So where was the laboratory where all this work happens, I asked. “My laboratory?” exclaimed Aparna, amused. “I work in many labs. I go to Dr. S.K Mitra’s lab for all my immunology-related work; Dr. Velpadiyan’s lab is my home for pharmacokinetics; Dr Madhulika Kabra’s lab is my abode for all the molecular biology based work… Doctors are used to this nomadic situation going from one bed to another in the hospital ward for their regular work”, Aparna said with a smile.

Women in medical research

During her MBBS days, Aparna recalls a third of the class being female.
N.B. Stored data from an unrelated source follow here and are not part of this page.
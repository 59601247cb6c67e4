use chrono::{DateTime, Utc};

use crate::error::StoreError;

/// Get a column value from a row, returning CorruptRow on failure.
pub fn get<T: rusqlite::types::FromSql>(
    row: &rusqlite::Row<'_>,
    idx: usize,
    table: &'static str,
    column: &'static str,
) -> Result<T, StoreError> {
    row.get(idx).map_err(|e| StoreError::CorruptRow {
        table,
        column,
        detail: e.to_string(),
    })
}

/// Parse a JSON text column.
pub fn parse_json(
    raw: &str,
    table: &'static str,
    column: &'static str,
) -> Result<serde_json::Value, StoreError> {
    serde_json::from_str(raw).map_err(|e| StoreError::CorruptRow {
        table,
        column,
        detail: format!("invalid JSON: {e}"),
    })
}

/// Parse an RFC 3339 timestamp column.
pub fn parse_time(
    raw: &str,
    table: &'static str,
    column: &'static str,
) -> Result<DateTime<Utc>, StoreError> {
    DateTime::parse_from_rfc3339(raw)
        .map(|t| t.with_timezone(&Utc))
        .map_err(|e| StoreError::CorruptRow {
            table,
            column,
            detail: format!("invalid timestamp: {e}"),
        })
}

pub fn parse_time_opt(
    raw: Option<String>,
    table: &'static str,
    column: &'static str,
) -> Result<Option<DateTime<Utc>>, StoreError> {
    raw.map(|s| parse_time(&s, table, column)).transpose()
}

/// Parse a `Display`/`FromStr` enum column.
pub fn parse_enum<T>(raw: &str, table: &'static str, column: &'static str) -> Result<T, StoreError>
where
    T: std::str::FromStr<Err = String>,
{
    raw.parse().map_err(|detail| StoreError::CorruptRow {
        table,
        column,
        detail,
    })
}

#[cfg(test)]
mod tests {
    use super::*;
    use switchboard_core::SessionStatus;

    #[test]
    fn parse_time_roundtrip() {
        let now = Utc::now();
        let parsed = parse_time(&now.to_rfc3339(), "sessions", "created_at").unwrap();
        assert_eq!(parsed, now);
    }

    #[test]
    fn parse_time_rejects_garbage() {
        let err = parse_time("yesterday", "sessions", "last_seen").unwrap_err();
        assert!(err.to_string().contains("sessions.last_seen"), "got: {err}");
    }

    #[test]
    fn parse_enum_status() {
        let s: SessionStatus = parse_enum("QR_REQUIRED", "sessions", "status").unwrap();
        assert_eq!(s, SessionStatus::QrRequired);
        assert!(parse_enum::<SessionStatus>("nope", "sessions", "status").is_err());
    }

    #[test]
    fn parse_json_rejects_garbage() {
        assert!(parse_json("{", "messages", "content").is_err());
        assert_eq!(parse_json("[]", "chat_groups", "participants").unwrap(), serde_json::json!([]));
    }
}
//! Settings loading with deep merge and environment variable overrides.
//!
//! Loading flow:
//! 1. Start with compiled [`SwitchboardSettings::default()`]
//! 2. If the settings file exists, deep-merge its values over the defaults
//! 3. Apply `SWITCHBOARD_*` environment overrides (highest priority)
//! 4. Validate values that would otherwise fail at runtime

use std::path::{Path, PathBuf};

use serde_json::Value;
use tracing::debug;

use crate::errors::{Result, SettingsError};
use crate::types::SwitchboardSettings;

/// Resolve the settings file path: `$SWITCHBOARD_CONFIG`, else `./switchboard.json`.
pub fn settings_path() -> PathBuf {
    std::env::var("SWITCHBOARD_CONFIG")
        .ok()
        .filter(|v| !v.is_empty())
        .map(PathBuf::from)
        .unwrap_or_else(|| PathBuf::from("switchboard.json"))
}

/// Load settings from the default path with env var overrides.
pub fn load_settings() -> Result<SwitchboardSettings> {
    load_settings_from_path(&settings_path())
}

/// Load settings from a specific path with env var overrides.
///
/// A missing file yields defaults. Malformed JSON is an error.
pub fn load_settings_from_path(path: &Path) -> Result<SwitchboardSettings> {
    let mut settings = read_layers(path)?;
    apply_env_overrides(&mut settings);
    validate(&settings)?;
    Ok(settings)
}

fn read_layers(path: &Path) -> Result<SwitchboardSettings> {
    let defaults = serde_json::to_value(SwitchboardSettings::default())?;

    let merged = if path.exists() {
        debug!(?path, "loading settings from file");
        let content = std::fs::read_to_string(path)?;
        let user: Value = serde_json::from_str(&content)?;
        deep_merge(defaults, user)
    } else {
        debug!(?path, "settings file not found, using defaults");
        defaults
    };

    Ok(serde_json::from_value(merged)?)
}

/// Recursive deep merge of two JSON values.
///
/// - Objects are merged recursively (source overrides target per-key)
/// - Arrays and primitives are replaced entirely by source
/// - Null values in source are skipped (preserving target)
pub fn deep_merge(target: Value, source: Value) -> Value {
    match (target, source) {
        (Value::Object(mut target_map), Value::Object(source_map)) => {
            for (key, source_val) in source_map {
                if source_val.is_null() {
                    continue;
                }
                let merged = if let Some(target_val) = target_map.remove(&key) {
                    deep_merge(target_val, source_val)
                } else {
                    source_val
                };
                let _ = target_map.insert(key, merged);
            }
            Value::Object(target_map)
        }
        (_, source) => source,
    }
}

/// Apply environment variable overrides to loaded settings.
///
/// Invalid values are ignored with a warning and the file/default value is kept.
pub fn apply_env_overrides(settings: &mut SwitchboardSettings) {
    // ── Sessions ────────────────────────────────────────────────────
    if let Some(v) = read_env_string("SWITCHBOARD_CREDENTIALS_DIR") {
        settings.sessions.credentials_dir = v;
    }
    if let Some(v) = read_env_u64("SWITCHBOARD_RECONNECT_DELAY_MS", 0, 3_600_000) {
        settings.sessions.reconnect_delay_ms = v;
    }
    if let Some(v) = read_env_u64("SWITCHBOARD_OPERATION_SPACING_MS", 0, 3_600_000) {
        settings.sessions.operation_spacing_ms = v;
    }

    // ── Store ───────────────────────────────────────────────────────
    if let Some(v) = read_env_string("SWITCHBOARD_DB_PATH") {
        settings.store.db_path = v;
    }

    // ── Integrations ────────────────────────────────────────────────
    if let Some(v) = read_env_bool("SWITCHBOARD_GEOCODER_ENABLED") {
        settings.geocoder.enabled = v;
    }
    if let Some(v) = read_env_string("SWITCHBOARD_WEBHOOK_URL") {
        settings.webhook.url = Some(v);
    }

    // ── Logging ─────────────────────────────────────────────────────
    if let Some(v) = read_env_string("SWITCHBOARD_LOG_LEVEL") {
        settings.logging.level = v;
    }
}

/// Reject values that cannot be used to build channels or clients.
pub fn validate(settings: &SwitchboardSettings) -> Result<()> {
    if settings.sessions.broadcast_capacity == 0 {
        return Err(SettingsError::InvalidValue(
            "sessions.broadcastCapacity must be greater than 0".to_string(),
        ));
    }
    if settings.sessions.credentials_dir.trim().is_empty() {
        return Err(SettingsError::InvalidValue(
            "sessions.credentialsDir must not be empty".to_string(),
        ));
    }
    Ok(())
}

// ── Pure parsing functions (testable without env vars) ──────────────────────

/// Parse a string as a boolean.
///
/// Accepts (case-insensitive): `true`/`1`/`yes`/`on` or `false`/`0`/`no`/`off`.
pub fn parse_bool(val: &str) -> Option<bool> {
    match val.to_lowercase().as_str() {
        "true" | "1" | "yes" | "on" => Some(true),
        "false" | "0" | "no" | "off" => Some(false),
        _ => None,
    }
}

/// Parse a string as a `u64` within an inclusive range.
pub fn parse_u64_range(val: &str, min: u64, max: u64) -> Option<u64> {
    let n: u64 = val.parse().ok()?;
    (n >= min && n <= max).then_some(n)
}

// ── Env var readers (thin wrappers) ─────────────────────────────────────────

fn read_env_string(name: &str) -> Option<String> {
    std::env::var(name).ok().filter(|v| !v.is_empty())
}

fn read_env_bool(name: &str) -> Option<bool> {
    let val = std::env::var(name).ok()?;
    let result = parse_bool(&val);
    if result.is_none() {
        tracing::warn!(key = name, value = %val, "invalid boolean env var, ignoring");
    }
    result
}

fn read_env_u64(name: &str, min: u64, max: u64) -> Option<u64> {
    let val = std::env::var(name).ok()?;
    let result = parse_u64_range(&val, min, max);
    if result.is_none() {
        tracing::warn!(key = name, value = %val, "invalid u64 env var, ignoring");
    }
    result
}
In her MD days, about 50% of the batch comprised women. “I don’t remember a single event when I could consider myself being a target of gender bias, neither at home nor at workplace. It might be partly due to the fact that we do not have kids.”
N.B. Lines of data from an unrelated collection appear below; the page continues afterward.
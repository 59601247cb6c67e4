//! Persisted WARN/ERROR records, keyed by session.
//!
//! Failures that never reach a caller (dropped geocodes, webhook errors,
//! reconnect failures) end up here so an operator can pull the trail for one
//! session after the fact.

use std::path::Path;
use std::sync::Arc;

use chrono::Utc;
use parking_lot::Mutex;
use rusqlite::Connection;
use serde::{Deserialize, Serialize};
use tracing::field::{Field, Visit};
use tracing::span;
use tracing_subscriber::layer::Context;
use tracing_subscriber::Layer;

const CREATE_LOGS: &str = "CREATE TABLE IF NOT EXISTS logs (
     id INTEGER PRIMARY KEY AUTOINCREMENT,
     timestamp TEXT NOT NULL,
     level TEXT NOT NULL,
     target TEXT NOT NULL,
     message TEXT NOT NULL,
     fields TEXT,
     session_id TEXT
 );
 CREATE INDEX IF NOT EXISTS idx_logs_level ON logs(level);
 CREATE INDEX IF NOT EXISTS idx_logs_session ON logs(session_id);
 CREATE INDEX IF NOT EXISTS idx_logs_timestamp ON logs(timestamp);";

#[derive(Clone, Debug, Serialize, Deserialize)]
pub struct LogRecord {
    pub id: i64,
    pub timestamp: String,
    pub level: String,
    pub target: String,
    pub message: String,
    pub fields: Option<String>,
    pub session_id: Option<String>,
}

/// Filters for [`SqliteLogSink::query`]. Results are newest first.
#[derive(Clone, Debug, Default)]
pub struct LogQuery {
    pub level: Option<String>,
    /// Substring match on the event target.
    pub target: Option<String>,
    pub session_id: Option<String>,
    /// RFC 3339 lower bound, inclusive.
    pub since: Option<String>,
    pub limit: Option<u32>,
}

pub struct SqliteLogSink {
    conn: Mutex<Connection>,
}

impl SqliteLogSink {
    pub fn new(db_path: &Path) -> Result<Self, rusqlite::Error> {
        if let Some(parent) = db_path.parent() {
            std::fs::create_dir_all(parent).ok();
        }
        let conn = Connection::open(db_path)?;
        conn.execute_batch("PRAGMA journal_mode = WAL; PRAGMA synchronous = NORMAL;")?;
        conn.execute_batch(CREATE_LOGS)?;
        Ok(Self {
            conn: Mutex::new(conn),
        })
    }

    pub fn in_memory() -> Result<Self, rusqlite::Error> {
        let conn = Connection::open_in_memory()?;
        conn.execute_batch(CREATE_LOGS)?;
        Ok(Self {
            conn: Mutex::new(conn),
        })
    }

    fn insert(&self, record: &LogInsert) {
        let conn = self.conn.lock();
        // A failed log write must not surface as a new event.
        let _ = conn.execute(
            "INSERT INTO logs (timestamp, level, target, message, fields, session_id)
             VALUES (?1, ?2, ?3, ?4, ?5, ?6)",
            rusqlite::params![
                record.timestamp,
                record.level,
                record.target,
                record.message,
                record.fields,
                record.session_id,
            ],
        );
    }

    pub fn query(&self, q: &LogQuery) -> Result<Vec<LogRecord>, rusqlite::Error> {
        let conn = self.conn.lock();
        let mut sql = String::from(
            "SELECT id, timestamp, level, target, message, fields, session_id FROM logs WHERE 1=1",
        );
        let mut params: Vec<Box<dyn rusqlite::types::ToSql>> = Vec::new();

        if let Some(level) = &q.level {
            sql.push_str(&format!(" AND level = ?{}", params.len() + 1));
            params.push(Box::new(level.to_uppercase()));
        }
        if let Some(target) = &q.target {
            sql.push_str(&format!(" AND target LIKE ?{}", params.len() + 1));
            params.push(Box::new(format!("%{target}%")));
        }
        if let Some(session_id) = &q.session_id {
            sql.push_str(&format!(" AND session_id = ?{}", params.len() + 1));
            params.push(Box::new(session_id.clone()));
        }
        if let Some(since) = &q.since {
            sql.push_str(&format!(" AND timestamp >= ?{}", params.len() + 1));
            params.push(Box::new(since.clone()));
        }

        let limit = q.limit.unwrap_or(100);
        sql.push_str(&format!(" ORDER BY id DESC LIMIT {limit}"));

        let param_refs: Vec<&dyn rusqlite::types::ToSql> =
            params.iter().map(|p| p.as_ref()).collect();
        let mut stmt = conn.prepare(&sql)?;
        let rows = stmt.query_map(param_refs.as_slice(), |row| {
            Ok(LogRecord {
                id: row.get(0)?,
                timestamp: row.get(1)?,
                level: row.get(2)?,
                target: row.get(3)?,
                message: row.get(4)?,
                fields: row.get(5)?,
                session_id: row.get(6)?,
            })
        })?;

        rows.collect()
    }

    /// Most recent persisted records for one session.
    pub fn session_trail(&self, session_id: &str, limit: u32) -> Result<Vec<LogRecord>, rusqlite::Error> {
        self.query(&LogQuery {
            session_id: Some(session_id.to_string()),
            limit: Some(limit),
            ..Default::default()
        })
    }

    pub fn count(&self) -> Result<i64, rusqlite::Error> {
        let conn = self.conn.lock();
        conn.query_row("SELECT COUNT(*) FROM logs", [], |row| row.get(0))
    }
}

struct LogInsert {
    timestamp: String,
    level: String,
    target: String,
    message: String,
    fields: Option<String>,
    session_id: Option<String>,
}

/// tracing Layer that writes warn+ events to SQLite.
pub struct SqliteLogLayer {
    sink: Arc<SqliteLogSink>,
}

impl SqliteLogLayer {
    pub fn new(sink: Arc<SqliteLogSink>) -> Self {
        Self { sink }
    }
}

#[derive(Default)]
struct FieldVisitor {
    message: Option<String>,
    fields: serde_json::Map<String, serde_json::Value>,
    session_id: Option<String>,
}

impl FieldVisitor {
    fn put(&mut self, field: &Field, value: serde_json::Value) {
        let _ = self.fields.insert(field.name().to_string(), value);
    }
}

impl Visit for FieldVisitor {
    fn record_debug(&mut self, field: &Field, value: &dyn std::fmt::Debug) {
        let val = format!("{value:?}");
        match field.name() {
            "message" => self.message = Some(val),
            "session_id" => self.session_id = Some(val.trim_matches('"').to_string()),
            _ => self.put(field, serde_json::Value::String(val)),
        }
    }

    fn record_str(&mut self, field: &Field, value: &str) {
        match field.name() {
            "message" => self.message = Some(value.to_string()),
            "session_id" => self.session_id = Some(value.to_string()),
            _ => self.put(field, serde_json::Value::String(value.to_string())),
        }
    }

    fn record_i64(&mut self, field: &Field, value: i64) {
        self.put(field, value.into());
    }

    fn record_u64(&mut self, field: &Field, value: u64) {
        self.put(field, value.into());
    }

    fn record_f64(&mut self, field: &Field, value: f64) {
        if let Some(n) = serde_json::Number::from_f64(value) {
            self.put(field, serde_json::Value::Number(n));
        }
    }

    fn record_bool(&mut self, field: &Field, value: bool) {
        self.put(field, value.into());
    }
}

/// Stored on spans so child events inherit the session id.
struct SpanSession(String);

impl<S> Layer<S> for SqliteLogLayer
where
    S: tracing::Subscriber + for<'a> tracing_subscriber::registry::LookupSpan<'a>,
{
    fn on_event(&self, event: &tracing::Event<'_>, ctx: Context<'_, S>) {
        let level = *event.metadata().level();
        if level > tracing::Level::WARN {
            return;
        }

        let mut visitor = FieldVisitor::default();
        event.record(&mut visitor);

        if visitor.session_id.is_none() {
            if let Some(scope) = ctx.event_scope(event) {
                for span in scope {
                    if let Some(SpanSession(id)) = span.extensions().get::<SpanSession>() {
                        visitor.session_id = Some(id.clone());
                        break;
                    }
                }
            }
        }

        let fields = (!visitor.fields.is_empty())
            .then(|| serde_json::to_string(&visitor.fields).ok())
            .flatten();

        self.sink.insert(&LogInsert {
            timestamp: Utc::now().to_rfc3339(),
            level: level.to_string().to_uppercase(),
            target: event.metadata().target().to_string(),
            message: visitor.message.unwrap_or_default(),
            fields,
            session_id: visitor.session_id,
        });
    }

    fn on_new_span(&self, attrs: &span::Attributes<'_>, id: &span::Id, ctx: Context<'_, S>) {
        let mut visitor = FieldVisitor::default();
        attrs.record(&mut visitor);

        if let (Some(session_id), Some(span)) = (visitor.session_id, ctx.span(id)) {
            span.extensions_mut().insert(SpanSession(session_id));
        }
    }
}

#[cfg(test)]
mod tests {
    use super::*;
    use tracing_subscriber::layer::SubscriberExt;

    fn insert(sink: &SqliteLogSink, level: &str, message: &str, session: Option<&str>) {
        sink.insert(&LogInsert {
            timestamp: Utc::now().to_rfc3339(),
            level: level.into(),
            target: "switchboard_engine::reconciler".into(),
            message: message.into(),
            fields: None,
            session_id: session.map(str::to_string),
        });
    }

    #[test]
    fn file_sink_creates_database() {
        let dir = tempfile::tempdir().unwrap();
        let path = dir.path().join("nested/logs.db");
        let sink = SqliteLogSink::new(&path).unwrap();
        insert(&sink, "WARN", "geocode failed", Some("s1"));
        assert!(path.exists());
        assert_eq!(sink.count().unwrap(), 1);
    }

    #[test]
    fn query_by_level() {
        let sink = SqliteLogSink::in_memory().unwrap();
        insert(&sink, "WARN", "warning msg", None);
        insert(&sink, "ERROR", "error msg", None);

        let results = sink
            .query(&LogQuery {
                level: Some("error".into()),
                ..Default::default()
            })
            .unwrap();
        assert_eq!(results.len(), 1);
        assert_eq!(results[0].message, "error msg");
    }

    #[test]
    fn session_trail_is_scoped_and_newest_first() {
        let sink = SqliteLogSink::in_memory().unwrap();
        insert(&sink, "WARN", "first", Some("s1"));
        insert(&sink, "WARN", "other", Some("s2"));
        insert(&sink, "ERROR", "second", Some("s1"));

        let trail = sink.session_trail("s1", 10).unwrap();
        let messages: Vec<_> = trail.iter().map(|r| r.message.as_str()).collect();
        assert_eq!(messages, vec!["second", "first"]);
    }

    #[test]
    fn query_by_target_substring_and_limit() {
        let sink = SqliteLogSink::in_memory().unwrap();
        for i in 0..5 {
            insert(&sink, "WARN", &format!("m{i}"), None);
        }
        let results = sink
            .query(&LogQuery {
                target: Some("reconciler".into()),
                limit: Some(2),
                ..Default::default()
            })
            .unwrap();
        assert_eq!(results.len(), 2);
        assert_eq!(results[0].message, "m4");
    }

    #[test]
    fn layer_persists_warn_and_skips_info() {
        let sink = Arc::new(SqliteLogSink::in_memory().unwrap());
        let subscriber =
            tracing_subscriber::registry().with(SqliteLogLayer::new(sink.clone()));

        tracing::subscriber::with_default(subscriber, || {
            tracing::info!(session_id = "s1", "routine");
            tracing::warn!(session_id = "s1", attempt = 2u64, "reconnect failed");
        });

        let records = sink.query(&LogQuery::default()).unwrap();
        assert_eq!(records.len(), 1);
        assert_eq!(records[0].level, "WARN");
        assert_eq!(records[0].session_id.as_deref(), Some("s1"));
        assert_eq!(records[0].fields.as_deref(), Some(r#"{"attempt":2}"#));
    }

    #[test]
    fn layer_inherits_session_from_span() {
        let sink = Arc::new(SqliteLogSink::in_memory().unwrap());
        let subscriber =
            tracing_subscriber::registry().with(SqliteLogLayer::new(sink.clone()));

        tracing::subscriber::with_default(subscriber, || {
            let span = tracing::info_span!("pump", session_id = "s9");
            let _enter = span.enter();
            tracing::error!("stream ended unexpectedly");
        });

        let trail = sink.session_trail("s9", 10).unwrap();
        assert_eq!(trail.len(), 1);
        assert_eq!(trail[0].message, "stream ended unexpectedly");
    }
}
The only adjustment which Aparna had made so far due to her marital status was geographically confining herself to Delhi.  “My husband and I have stayed in different cities for the sake of degrees and jobs, but now I would not want to relocate alone to a different city. So, that does impart a geographic constraint to my job opportunities.” Nevertheless, Aparna is content. “We function as a team. Kaushik helped me embark on the unconventional career path involving prolonged training and uncertainty in terms of job security.”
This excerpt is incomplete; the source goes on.